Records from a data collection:

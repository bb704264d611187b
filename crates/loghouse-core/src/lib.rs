//! Core types for the Loghouse streaming log database.
//!
//! This crate holds the small value types shared by the journal storage
//! layer and the query engine: log events, tag lines, journal positions,
//! and the unified error enum. It deliberately has no I/O of its own.

pub mod error;
pub mod event;
pub mod hash;
pub mod pos;
pub mod tag;

pub use error::{Error, Result};
pub use event::LogEvent;
pub use pos::JournalPos;
pub use tag::{TagLine, TagSet};

/// Stable identifier of a journal's on-disk directory, assigned by the
/// tag index. Rendered as lowercase hex of the tag-line hash.
pub type JournalId = String;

:: Directions ::
A faithful, complete copy of the entries above is required.

:: Written solution ::
repository bb704264d611187b
filename crates/loghouse-core/src/lib.rs
//! Core types for the Loghouse streaming log database.
//!
//! This crate holds the small value types shared by the journal storage
//! layer and the query engine: log events, tag lines, journal positions,
//! and the unified error enum. It deliberately has no I/O of its own.

pub mod error;
pub mod event;
pub mod hash;
pub mod pos;
pub mod tag;

pub use error::{Error, Result};
pub use event::LogEvent;
pub use pos::JournalPos;
pub use tag::{TagLine, TagSet};

/// Stable identifier of a journal's on-disk directory, assigned by the
/// tag index. Rendered as lowercase hex of the tag-line hash.
pub type JournalId = String;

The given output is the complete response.